This week, bloggers compare leaf-spine architecture and fabric extenders, look into HPE's acquisition of SimpliVity and discuss the need for AI in SDDCs.

Ivan Pepelnjak, writing in ipSpace, tackled the difference between fabric extenders and leaf-spine architecture in a network anchored by Cisco Nexus switches.

According to Pepelnjak, fabric extenders differ from leaf-spine architecture in a few key respects. Spine nodes in well-designed leaf-spine architecture are entirely independent, whereas Nexus switches, set up as a VPC pair, share configuration -- and risk. Leaf nodes, meantime, are independent devices in traditional leaf-spine designs. Fabric extenders act as line cards of the spine switches. All traffic must travel over the spine layer in a fabric extender architecture, in contrast to independent leaf nodes that offer local packet switching. Above all, Pepelnjak said because leaf-spine architectures can have more than two spines, they are more resilient and tend to have fewer distributed problems from a single failure. He cautions that these fabric characteristics are only applicable to Layer 2 or Layer 3, working with Transparent Interconnection of Lots of Links (TRILL), shortest path bridging, Virtual Extensible LAN or different forms of vendor systems.

Explore more of Pepelnjak's thoughts on leaf-spine architecture.

HPE seals the deal with SimpliVity acquisition

Terri McClure, an analyst at Enterprise Strategy Group in Milford, Mass., sees Hewlett Packard Enterprise in a hurry to enter the hyper-converged infrastructure market. Although HPE announced its acquisition of hyper-convergence vendor SimpliVity in January, the deal was finalized rapidly, closing on Feb. 17. ESG research indicates that hyper-converged offerings are figuring prominently in IT managers' plans. In fact, among managers responsible for cloud infrastructure, 85% indicated that they are planning to adopt hyper-converged technologies. However, in the same survey, 57% of respondents said that they still plan to deploy a more traditional three-tier infrastructure in five years' time.

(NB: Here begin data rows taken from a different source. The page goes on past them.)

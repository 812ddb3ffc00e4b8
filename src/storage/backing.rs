use std::{
    fs::{File, OpenOptions},
    io::{Read, Seek, SeekFrom, Write},
    path::{Path, PathBuf},
};

use parking_lot::Mutex;

use crate::types::error::DatabaseError;

/// Byte-addressed store underneath the pager.
///
/// Reads take `&self` so that concurrent readers can share the pager; writes
/// only happen on commit, under the database's exclusive lock.
pub trait BackingStore: Send + Sync {
    fn read_at(&self, offset: u64, buf: &mut [u8]) -> Result<(), DatabaseError>;
    fn write_at(&mut self, offset: u64, data: &[u8]) -> Result<(), DatabaseError>;
    fn len(&self) -> Result<u64, DatabaseError>;
    fn sync(&mut self) -> Result<(), DatabaseError>;
    fn describe(&self) -> String;
}

pub struct FileStore {
    path: PathBuf,
    // Seek + read must not interleave between readers
    file: Mutex<File>,
}

impl FileStore {
    pub fn open<P: AsRef<Path>>(path: P) -> Result<Self, DatabaseError> {
        let path = path.as_ref();
        let file = OpenOptions::new()
            .create(true)
            .read(true)
            .write(true)
            .truncate(false)
            .open(path)?;
        Ok(Self {
            path: path.to_path_buf(),
            file: Mutex::new(file),
        })
    }

    pub fn path(&self) -> &Path {
        &self.path
    }
}

impl BackingStore for FileStore {
    fn read_at(&self, offset: u64, buf: &mut [u8]) -> Result<(), DatabaseError> {
        let mut file = self.file.lock();
        file.seek(SeekFrom::Start(offset))?;
        file.read_exact(buf)?;
        Ok(())
    }

    fn write_at(&mut self, offset: u64, data: &[u8]) -> Result<(), DatabaseError> {
        let file = self.file.get_mut();
        file.seek(SeekFrom::Start(offset))?;
        file.write_all(data)?;
        Ok(())
    }

    fn len(&self) -> Result<u64, DatabaseError> {
        Ok(self.file.lock().metadata()?.len())
    }

    fn sync(&mut self) -> Result<(), DatabaseError> {
        let file = self.file.get_mut();
        file.flush()?;
        file.sync_data()?;
        Ok(())
    }

    fn describe(&self) -> String {
        self.path.display().to_string()
    }
}

/// Growable in-memory buffer, discarded when the database is closed.
#[derive(Default)]
pub struct MemoryStore {
    data: Vec<u8>,
}

impl MemoryStore {
    pub fn new() -> Self {
        Self::default()
    }
}

impl BackingStore for MemoryStore {
    fn read_at(&self, offset: u64, buf: &mut [u8]) -> Result<(), DatabaseError> {
        let start = offset as usize;
        let end = start + buf.len();
        if end > self.data.len() {
            return Err(DatabaseError::Io(std::io::Error::new(
                std::io::ErrorKind::UnexpectedEof,
                format!("read of {} bytes at {} past end of memory store", buf.len(), offset),
            )));
        }
        buf.copy_from_slice(&self.data[start..end]);
        Ok(())
    }

    fn write_at(&mut self, offset: u64, data: &[u8]) -> Result<(), DatabaseError> {
        let start = offset as usize;
        let end = start + data.len();
        if end > self.data.len() {
            self.data.resize(end, 0);
        }
        self.data[start..end].copy_from_slice(data);
        Ok(())
    }

    fn len(&self) -> Result<u64, DatabaseError> {
        Ok(self.data.len() as u64)
    }

    fn sync(&mut self) -> Result<(), DatabaseError> {
        Ok(())
    }

    fn describe(&self) -> String {
        ":memory:".to_string()
    }
}
use std::cmp::Ordering;

use tracing::trace;

use crate::{
    executor::predicate::{evaluate_constant, is_rowid_name},
    planner::statement::InsertPlan,
    storage::{
        btree::BTree,
        node::{decode_rowid, encode_rowid},
        pager::Pager,
        schema::{Catalog, IndexSchema, TableSchema},
    },
    types::{
        RowId,
        error::DatabaseError,
        record::{compare_value_lists, decode_values, encode_values},
        row::Row,
        value::Value,
    },
};

/// Trait for inserting data into database tables
pub trait Inserter {
    /// Insert a single row, returning the rowid it was stored under
    fn insert(&mut self, row: Row) -> Result<RowId, DatabaseError>;

    /// Insert multiple rows, returning how many were stored
    fn insert_batch(&mut self, rows: Vec<Row>) -> Result<u64, DatabaseError>;
}

/// Writes complete rows into one table and keeps its indexes in step.
///
/// Rows handed to the inserter carry one value per column with defaults
/// already applied. A row without a rowid gets the next one after the
/// largest in the table.
pub struct TableInserter<'a> {
    pager: &'a mut Pager,
    catalog: &'a mut Catalog,
    table_name: String,
}

impl<'a> TableInserter<'a> {
    pub fn new(pager: &'a mut Pager, catalog: &'a mut Catalog, table_name: &str) -> Result<Self, DatabaseError> {
        let table_name = catalog.get_table(table_name)?.table_name.clone();
        Ok(Self {
            pager,
            catalog,
            table_name,
        })
    }
}

impl Inserter for TableInserter<'_> {
    fn insert(&mut self, row: Row) -> Result<RowId, DatabaseError> {
        let table = self.catalog.get_table(&self.table_name)?.clone();
        let mut values = row.values;
        let alias = table.rowid_alias.and_then(|p| values.get(p));
        let row_id = match (alias, row.row_id) {
            (Some(Value::Integer(id)), _) => *id,
            (_, Some(id)) => id,
            _ => next_rowid(self.pager, &table)?,
        };
        // A NULL rowid alias takes the assigned rowid
        if let Some(position) = table.rowid_alias {
            if values.get(position).is_some_and(Value::is_null) {
                values[position] = Value::Integer(row_id);
            }
        }
        let values = table.validate_row(values)?;
        write_row(self.pager, self.catalog, &table, row_id, &values)?;
        Ok(row_id)
    }

    fn insert_batch(&mut self, rows: Vec<Row>) -> Result<u64, DatabaseError> {
        let mut count = 0;
        for row in rows {
            self.insert(row)?;
            count += 1;
        }
        Ok(count)
    }
}

/// One past the largest rowid in use, or 1 for an empty table.
pub fn next_rowid(pager: &Pager, table: &TableSchema) -> Result<RowId, DatabaseError> {
    match table.tree().last_key(pager)? {
        Some(key) => decode_rowid(&key)?
            .checked_add(1)
            .ok_or_else(|| DatabaseError::exec(format!("table '{}' has run out of rowids", table.table_name))),
        None => Ok(1),
    }
}

/// Store a validated row under `row_id` and add its index entries.
pub fn write_row(
    pager: &mut Pager,
    catalog: &mut Catalog,
    table: &TableSchema,
    row_id: RowId,
    values: &[Value],
) -> Result<(), DatabaseError> {
    let mut tree = catalog.get_table(&table.table_name)?.tree();
    tree.insert(pager, &encode_rowid(row_id), &encode_values(values))?;
    catalog.set_table_root(pager, &table.table_name, tree.root())?;

    for index in catalog.indexes_for(&table.table_name) {
        let mut index_tree = index.tree();
        check_unique(pager, &index_tree, &index, values)?;
        index_tree.insert(pager, &index.entry_key(values, row_id), &[])?;
        catalog.set_index_root(pager, &index.index_name, index_tree.root())?;
    }
    trace!(table = %table.table_name, row_id, "wrote row");
    Ok(())
}

/// Fail with `DuplicateKey` if a unique index already holds the row's
/// indexed values. Keys containing NULL never conflict.
pub fn check_unique(pager: &Pager, tree: &BTree, index: &IndexSchema, values: &[Value]) -> Result<(), DatabaseError> {
    if !index.unique {
        return Ok(());
    }
    let key_values = index.key_values(values);
    if key_values.iter().any(Value::is_null) {
        return Ok(());
    }
    if let Some(entry) = tree.seek(pager, &encode_values(&key_values))?.next() {
        let (key, _) = entry?;
        let existing = decode_values(&key)?;
        let prefix = &existing[..key_values.len().min(existing.len())];
        if compare_value_lists(prefix, &key_values) == Ordering::Equal {
            return Err(DatabaseError::DuplicateKey {
                tree: index.index_name.clone(),
                key: key_values
                    .iter()
                    .map(|v| v.to_string())
                    .collect::<Vec<_>>()
                    .join(", "),
            });
        }
    }
    Ok(())
}

/// Turn the VALUES tuples of an INSERT into full rows.
pub fn build_rows(table: &TableSchema, plan: &InsertPlan) -> Result<Vec<Row>, DatabaseError> {
    // Target position for each supplied value; `None` marks the rowid
    let targets: Vec<Option<usize>> = match &plan.columns {
        None => (0..table.columns.len()).map(Some).collect(),
        Some(names) => {
            let mut targets = Vec::with_capacity(names.len());
            for name in names {
                let target = match table.get_column_index(name) {
                    Some(position) => Some(position),
                    None if is_rowid_name(name) => None,
                    None => {
                        return Err(DatabaseError::ColumnNotFound {
                            name: name.clone(),
                            table: table.table_name.clone(),
                        });
                    }
                };
                if targets.contains(&target) {
                    return Err(DatabaseError::exec(format!("column '{name}' specified more than once")));
                }
                targets.push(target);
            }
            targets
        }
    };

    plan.values
        .iter()
        .map(|tuple| {
            if tuple.len() != targets.len() {
                return Err(DatabaseError::schema_mismatch(format!(
                    "table '{}' expects {} values, got {}",
                    table.table_name,
                    targets.len(),
                    tuple.len()
                )));
            }
            let mut provided = vec![None; table.columns.len()];
            let mut row_id = None;
            for (target, expression) in targets.iter().zip(tuple) {
                let value = evaluate_constant(expression)?;
                match target {
                    Some(position) => provided[*position] = Some(value),
                    None => {
                        row_id = match value {
                            Value::Null => None,
                            Value::Integer(id) => Some(id),
                            other => {
                                return Err(DatabaseError::schema_mismatch(format!(
                                    "rowid must be an integer, got {}",
                                    other.type_name()
                                )));
                            }
                        }
                    }
                }
            }
            let values = table.apply_defaults(provided);
            Ok(Row {
                row_id,
                values,
            })
        })
        .collect()
}

pub fn execute_insert(pager: &mut Pager, catalog: &mut Catalog, plan: &InsertPlan) -> Result<u64, DatabaseError> {
    let rows = build_rows(catalog.get_table(&plan.table_name)?, plan)?;
    TableInserter::new(pager, catalog, &plan.table_name)?.insert_batch(rows)
}
use parking_lot::RwLock;
use tracing::{debug, error, info, warn};

use crate::{
    config::DatabaseConfig,
    executor::{Executor, ResultSet, StatementResult, query},
    planner::{SqlParser, Statement},
    storage::{btree::TreeStats, pager::Pager, schema::Catalog},
    types::error::DatabaseError,
};

struct Engine {
    pager: Pager,
    catalog: Catalog,
}

impl Engine {
    /// Run one statement as its own transaction: commit on success,
    /// otherwise discard every page it dirtied and restore the catalog.
    fn execute_mut(&mut self, statement: &Statement) -> Result<StatementResult, DatabaseError> {
        let snapshot = self.catalog.clone();
        let executed = Executor::new(&mut self.pager, &mut self.catalog).execute(statement);
        let outcome = executed.and_then(|result| {
            self.pager.commit()?;
            Ok(result)
        });
        if let Err(e) = &outcome {
            warn!(statement = %statement.describe(), error = %e, "rolling back statement");
            self.pager.rollback();
            self.catalog = snapshot;
        }
        outcome
    }
}

/// An open database.
///
/// SELECT runs under a shared lock so readers proceed together; every
/// other statement, and `close`, takes the lock exclusively. The handle is
/// `Send + Sync` and can be shared through an `Arc`.
///
/// A failed commit closes the handle, since the file may be torn; later
/// calls report `NotInitialized` until the database is reopened.
pub struct Database {
    engine: RwLock<Option<Engine>>,
    parser: SqlParser,
}

impl Database {
    pub fn open(config: &DatabaseConfig) -> Result<Self, DatabaseError> {
        let init_failed = |e: DatabaseError| match e {
            DatabaseError::InitFailed { .. } => e,
            other => DatabaseError::InitFailed {
                reason: other.to_string(),
            },
        };
        let pager = Pager::open(config).map_err(init_failed)?;
        let catalog = Catalog::load(&pager).map_err(init_failed)?;
        info!(
            storage = ?config.storage,
            tables = catalog.table_names().len(),
            "database ready"
        );
        Ok(Self {
            engine: RwLock::new(Some(Engine { pager, catalog })),
            parser: SqlParser::new(),
        })
    }

    pub fn open_in_memory() -> Result<Self, DatabaseError> {
        Self::open(&DatabaseConfig::memory())
    }

    /// Parse and run one statement.
    pub fn execute(&self, sql: &str) -> Result<StatementResult, DatabaseError> {
        let statement = self.parser.parse(sql)?;
        self.execute_statement(&statement)
    }

    /// Run an already parsed statement.
    pub fn execute_statement(&self, statement: &Statement) -> Result<StatementResult, DatabaseError> {
        if let Statement::Select(plan) = statement {
            let guard = self.engine.read();
            let engine = guard.as_ref().ok_or(DatabaseError::NotInitialized)?;
            return query(&engine.pager, &engine.catalog, plan).map(StatementResult::Rows);
        }
        let mut guard = self.engine.write();
        let engine = guard.as_mut().ok_or(DatabaseError::NotInitialized)?;
        let outcome = engine.execute_mut(statement);
        if engine.pager.is_poisoned() {
            error!("closing database after a failed commit");
            *guard = None;
        }
        outcome
    }

    /// Run every statement of a script in order, stopping at the first
    /// failure. Statements before the failing one stay committed; nothing
    /// runs if the script does not parse.
    pub fn execute_script(&self, sql: &str) -> Result<Vec<StatementResult>, DatabaseError> {
        let statements = self.parser.parse_script(sql)?;
        statements
            .iter()
            .map(|statement| self.execute_statement(statement))
            .collect()
    }

    /// Convenience for SELECT: the rows, or an error for other statements.
    pub fn query(&self, sql: &str) -> Result<ResultSet, DatabaseError> {
        self.execute(sql)?
            .into_rows()
            .ok_or_else(|| DatabaseError::exec("statement does not return rows"))
    }

    pub fn table_names(&self) -> Result<Vec<String>, DatabaseError> {
        let guard = self.engine.read();
        let engine = guard.as_ref().ok_or(DatabaseError::NotInitialized)?;
        Ok(engine.catalog.table_names())
    }

    /// Walk a table's tree and verify its ordering and balance.
    pub fn check_table(&self, table_name: &str) -> Result<TreeStats, DatabaseError> {
        let guard = self.engine.read();
        let engine = guard.as_ref().ok_or(DatabaseError::NotInitialized)?;
        engine.catalog.get_table(table_name)?.tree().check(&engine.pager)
    }

    pub fn page_count(&self) -> Result<u64, DatabaseError> {
        let guard = self.engine.read();
        let engine = guard.as_ref().ok_or(DatabaseError::NotInitialized)?;
        Ok(engine.pager.page_count())
    }

    pub fn is_closed(&self) -> bool {
        self.engine.read().is_none()
    }

    /// Release the backing store. Closing an already closed handle does
    /// nothing.
    pub fn close(&self) -> Result<(), DatabaseError> {
        let mut guard = self.engine.write();
        match guard.take() {
            Some(mut engine) => {
                if engine.pager.has_uncommitted_changes() {
                    debug!("discarding uncommitted pages on close");
                    engine.pager.rollback();
                }
                info!("database closed");
                Ok(())
            }
            None => Ok(()),
        }
    }
}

"Hyper-converged adoption is on fire," McClure said. "HPE needed SimpliVity. It had hyper-converged solutions, the HC 250 and 380 -- but these were really pretty basic 'VDI vending machines' -- as HPE themselves called them. SimpliVity opens up HPE to address a much broader set of use cases," she added.

Currently, Dell EMC has a substantial lead in the hyper-converged market, along with Nutanix, which enjoys good name recognition and strong channel relationships. However, McClure sees challenges for Nutanix, which is hardware agnostic and heavily reliant on Dell EMC as a sales channel. According to McClure, HPE's acquisition of SimpliVity will be much smoother than the Dell-EMC combination. That, along with HPE's strong relationship with VMware and Microsoft, as well as its ability to leverage a new data management layer, may give HPE a strong position in the market, McClure said.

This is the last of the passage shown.